* To do
A faithful copy of the entire listing is what is needed.

* Provided data

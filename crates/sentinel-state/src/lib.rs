//! Trading state machine.
//!
//! One machine per instrument. Owns the position and pending-order
//! records and enforces that every transition is one the lifecycle
//! allows; anything else returns a typed error instead of silently
//! corrupting state.

pub mod error;
pub mod events;
pub mod machine;

pub use error::{StateError, StateResult};
pub use events::VenueEvent;
pub use machine::{BotState, StateMachine, TransitionOutcome};
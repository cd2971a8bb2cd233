//! State machine error types.

use thiserror::Error;

#[derive(Debug, Error)]
pub enum StateError {
    #[error("Invalid transition: {action} not allowed in {from}")]
    InvalidTransition { from: String, action: String },

    #[error("State invariant violated: {0}")]
    InvariantViolation(String),
}

pub type StateResult<T> = Result<T, StateError>;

* Output of the task
filename crates/sentinel-state/src/lib.rs
//! Trading state machine.
//!
//! One machine per instrument. Owns the position and pending-order
//! records and enforces that every transition is one the lifecycle
//! allows; anything else returns a typed error instead of silently
//! corrupting state.

pub mod error;
pub mod events;
pub mod machine;

pub use error::{StateError, StateResult};
pub use events::VenueEvent;
pub use machine::{BotState, StateMachine, TransitionOutcome};
repository cd2971a8bb2cd233
//! State machine error types.

use thiserror::Error;

#[derive(Debug, Error)]
pub enum StateError {
    #[error("Invalid transition: {action} not allowed in {from}")]
    InvalidTransition { from: String, action: String },

    #[error("State invariant violated: {0}")]
    InvariantViolation(String),
}

pub type StateResult<T> = Result<T, StateError>;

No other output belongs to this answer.